Here’s the front of the card (the back is blank):
The cards are much bigger than your standard card size now. They are 3-3/8″ by 5-3/8″., compared to the 2-1/2″ by 3-1/2″ size you usually find these days. The card manufacturers here (Exhibit Supply Company) went for no frills with the front design and blank back. There are no borders here or any design at all for that matter, just a full picture of the player taking up the entire front. All that obstructs the view is the small box in the right-hand bottom corner that lists the name, position and team (and league). In parenthesis at the bottom of the white box, you can find the words “MADE IN U.S.A.” These cards were purchased out of penny arcade machines. The picture of Kremer takes up most of the card, but you can still see a fuzzy building in the background, which adds nicely to the look of this 96-year-old card.
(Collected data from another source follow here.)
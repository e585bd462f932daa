use std::fs;
use std::io::Write;
use std::time::{Duration, Instant};

use camino::{Utf8Path, Utf8PathBuf};
use serde::Serialize;

use crate::domain::{OutputFormat, OutputTarget, TaxOperator};
use crate::error::EnaError;
use crate::fetch::SearchClient;
use crate::output::write_to_target;
use crate::query::{QueryRequest, RUN_FIELDS, build_query, build_request};
use crate::summary::{Renderer, SummaryOutcome, generate_summary};

#[derive(Debug, Clone, Copy, PartialEq, Eq)]
pub enum EventLevel {
    Info,
    Warn,
    Error,
}

#[derive(Debug, Clone)]
pub struct ProgressEvent {
    pub level: EventLevel,
    pub message: String,
    pub elapsed: Option<Duration>,
}

impl ProgressEvent {
    pub fn info(message: String) -> Self {
        Self {
            level: EventLevel::Info,
            message,
            elapsed: None,
        }
    }

    pub fn warn(message: String) -> Self {
        Self {
            level: EventLevel::Warn,
            message,
            elapsed: None,
        }
    }

    pub fn error(message: String) -> Self {
        Self {
            level: EventLevel::Error,
            message,
            elapsed: None,
        }
    }

    pub fn with_elapsed(mut self, elapsed: Duration) -> Self {
        self.elapsed = Some(elapsed);
        self
    }
}

/// Observer every component reports progress through.
pub trait ProgressSink {
    fn event(&self, event: ProgressEvent);
}

/// Forwards progress to the installed `tracing` subscriber.
pub struct TracingSink;

impl ProgressSink for TracingSink {
    fn event(&self, event: ProgressEvent) {
        let message = match event.elapsed {
            Some(elapsed) => format!("{} ({elapsed:.2?})", event.message),
            None => event.message,
        };
        match event.level {
            EventLevel::Info => tracing::info!("{message}"),
            EventLevel::Warn => tracing::warn!("{message}"),
            EventLevel::Error => tracing::error!("{message}"),
        }
    }
}

pub struct NoopSink;

impl ProgressSink for NoopSink {
    fn event(&self, _event: ProgressEvent) {}
}

#[derive(Debug, Clone)]
pub struct FetchOptions {
    pub tax_id: String,
    pub strategy: String,
    pub operator: TaxOperator,
    pub limit: u64,
    pub format: OutputFormat,
    pub target: OutputTarget,
    pub summary: bool,
}

#[derive(Debug)]
pub struct FetchReport {
    pub query: String,
    pub lines: usize,
    pub target: OutputTarget,
    /// `None` when the summary was disabled or the output went to stdout.
    pub summary: Option<SummaryOutcome>,
}

#[derive(Debug, Clone)]
pub struct CheckOptions {
    pub tax_id: String,
    pub limit: u64,
}

#[derive(Debug, Clone, Serialize)]
pub struct CheckReport {
    pub tax_id: String,
    pub tsv_lines: usize,
    pub json_records: usize,
}

pub struct App<C: SearchClient> {
    client: C,
    renderer: Box<dyn Renderer>,
}

impl<C: SearchClient> App<C> {
    pub fn new(client: C, renderer: Box<dyn Renderer>) -> Self {
        Self { client, renderer }
    }

    /// Runs one query, persists the raw response and, for file targets, prints the summary.
    pub fn fetch(
        &self,
        options: FetchOptions,
        sink: &dyn ProgressSink,
    ) -> Result<FetchReport, EnaError> {
        sink.event(ProgressEvent::info(format!(
            "tax_id={} strategy={} limit={} output={}",
            options.tax_id, options.strategy, options.limit, options.target
        )));

        let request = build_request(
            &options.tax_id,
            options.limit,
            &options.strategy,
            options.operator,
            options.format,
        );
        let lines = self.fetch_into(&request, &options.target, sink)?;

        let summary = match options.target.path() {
            Some(path) if options.summary => Some(generate_summary(
                path.as_std_path(),
                options.format,
                self.renderer.as_ref(),
                sink,
            )),
            None if options.summary => {
                sink.event(ProgressEvent::info(
                    "output written to stdout; summary skipped".to_string(),
                ));
                None
            }
            _ => None,
        };

        Ok(FetchReport {
            query: request.query(),
            lines,
            target: options.target,
            summary,
        })
    }

    /// Summarizes an artifact that is already on disk.
    pub fn summarize(
        &self,
        path: &Utf8Path,
        format: OutputFormat,
        sink: &dyn ProgressSink,
    ) -> SummaryOutcome {
        generate_summary(path.as_std_path(), format, self.renderer.as_ref(), sink)
    }

    /// Live smoke check: query building, a TSV fetch with summary, then a small JSON fetch.
    pub fn check(
        &self,
        options: CheckOptions,
        out: &mut dyn Write,
        sink: &dyn ProgressSink,
    ) -> Result<CheckReport, EnaError> {
        let tax_id = options.tax_id.as_str();

        section(out, "Query building")?;
        let subtree = build_query(tax_id, "RNA-Seq", TaxOperator::Subtree);
        let exact = build_query(tax_id, "RNA-Seq", TaxOperator::Exact);
        if !subtree.contains(&format!("tax_tree({tax_id})")) {
            return Err(EnaError::CheckFailed(format!(
                "unexpected tax_tree query: {subtree}"
            )));
        }
        if !exact.contains(&format!("tax_eq({tax_id})")) {
            return Err(EnaError::CheckFailed(format!(
                "unexpected tax_eq query: {exact}"
            )));
        }
        let probe = build_request(tax_id, 1, "RNA-Seq", TaxOperator::Subtree, OutputFormat::Tsv);
        let keys: Vec<&str> = probe.form_pairs().iter().map(|(key, _)| *key).collect();
        for key in ["result", "query", "fields", "format", "limit"] {
            if !keys.contains(&key) {
                return Err(EnaError::CheckFailed(format!(
                    "POST payload missing key: {key}"
                )));
            }
        }
        ok(out, "build_query/build_request")?;

        section(out, "Live ENA fetch")?;
        let workdir =
            tempfile::tempdir().map_err(|err| EnaError::Filesystem(err.to_string()))?;
        let workdir_path = Utf8PathBuf::from_path_buf(workdir.path().to_path_buf())
            .map_err(|_| EnaError::Filesystem("invalid temporary path".to_string()))?;

        let tsv_target = OutputTarget::File(workdir_path.join("ena_smoke.tsv"));
        let tsv_request = build_request(
            tax_id,
            options.limit,
            "RNA-Seq",
            TaxOperator::Subtree,
            OutputFormat::Tsv,
        );
        let tsv_lines = self.fetch_into(&tsv_request, &tsv_target, sink)?;
        if tsv_lines < 1 {
            return Err(EnaError::CheckFailed(
                "ENA returned no lines".to_string(),
            ));
        }
        let tsv_path = workdir_path.join("ena_smoke.tsv");
        let content = fs::read_to_string(&tsv_path)
            .map_err(|err| EnaError::Filesystem(err.to_string()))?;
        let header: Vec<&str> = content
            .lines()
            .next()
            .unwrap_or_default()
            .split('\t')
            .collect();
        let mut missing: Vec<&str> = RUN_FIELDS
            .iter()
            .copied()
            .filter(|field| !header.contains(field))
            .collect();
        if !missing.is_empty() {
            missing.sort();
            return Err(EnaError::CheckFailed(format!(
                "TSV header missing expected columns: {}",
                missing.join(", ")
            )));
        }
        generate_summary(
            tsv_path.as_std_path(),
            OutputFormat::Tsv,
            self.renderer.as_ref(),
            sink,
        );

        let json_target = OutputTarget::File(workdir_path.join("ena_smoke.json"));
        let json_request = build_request(
            tax_id,
            options.limit.min(5),
            "RNA-Seq",
            TaxOperator::Subtree,
            OutputFormat::Json,
        );
        self.fetch_into(&json_request, &json_target, sink)?;
        let raw = fs::read_to_string(workdir_path.join("ena_smoke.json"))
            .map_err(|err| EnaError::Filesystem(err.to_string()))?;
        let parsed: serde_json::Value = serde_json::from_str(&raw)
            .map_err(|err| EnaError::CheckFailed(format!("JSON response did not parse: {err}")))?;
        let Some(records) = parsed.as_array() else {
            return Err(EnaError::CheckFailed(
                "JSON response was not a list".to_string(),
            ));
        };
        ok(
            out,
            &format!("Live ENA fetch OK (tax_id={tax_id}, limit={})", options.limit),
        )?;

        section(out, "Result")?;
        writeln!(out, "All smoke checks passed.")
            .map_err(|err| EnaError::Filesystem(err.to_string()))?;

        Ok(CheckReport {
            tax_id: options.tax_id,
            tsv_lines,
            json_records: records.len(),
        })
    }

    fn fetch_into(
        &self,
        request: &QueryRequest,
        target: &OutputTarget,
        sink: &dyn ProgressSink,
    ) -> Result<usize, EnaError> {
        let started = Instant::now();
        let result = self.client.fetch(request, sink)?;
        let lines = write_to_target(result.lines(), target)?;
        sink.event(
            ProgressEvent::info(format!("wrote {lines} lines")).with_elapsed(started.elapsed()),
        );
        if let Some(path) = target.path() {
            sink.event(ProgressEvent::info(format!("output saved to {path}")));
        }
        Ok(lines)
    }
}

fn section(out: &mut dyn Write, title: &str) -> Result<(), EnaError> {
    writeln!(out, "\n== {title} ==").map_err(|err| EnaError::Filesystem(err.to_string()))
}

fn ok(out: &mut dyn Write, message: &str) -> Result<(), EnaError> {
    writeln!(out, "OK: {message}").map_err(|err| EnaError::Filesystem(err.to_string()))
}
I mentioned up top that Kremer was a rookie in 1924, which is when this photo was taken. He was not young at the time despite lacking MLB experience. Kremer played ten years of pro ball before his debut in the majors, spending seven of those seasons with his hometown Oakland Oaks. In that photo, you’re looking at a 29-year-old man with approximately 2,500 innings on his right arm, and he still had over 1,600 more innings left before he retired ten years later.
If you’re interested in this card, then any of the 1925-28 cards should work for you. The real only change with the other years is that you can find the same photo with a green tint or a blue tint, though the name part is a bit different as well, but nothing significant. If you limit yourself to one year then you limit your options, and individually these cards aren’t easy to find. So the price quotes here are for any of the options, since there’s only six Exhibit Kremer cards on Ebay right now. The highest price one is from 1925 and it’s graded PSA 3, selling for $150. If you had to have a 1925 card, then it’s the only one listed as of the time of this writing. A 1927 example, which has the green tint, is graded SGC 50 (equal to PSA 4) and it’s for sale for $120. If you go ungraded and don’t mind a little wear to the card, then there’s a 1928 version for $38 delivered. There are no completed auctions available to check past sales, so you might not want to wait for an auction-style listing to come up.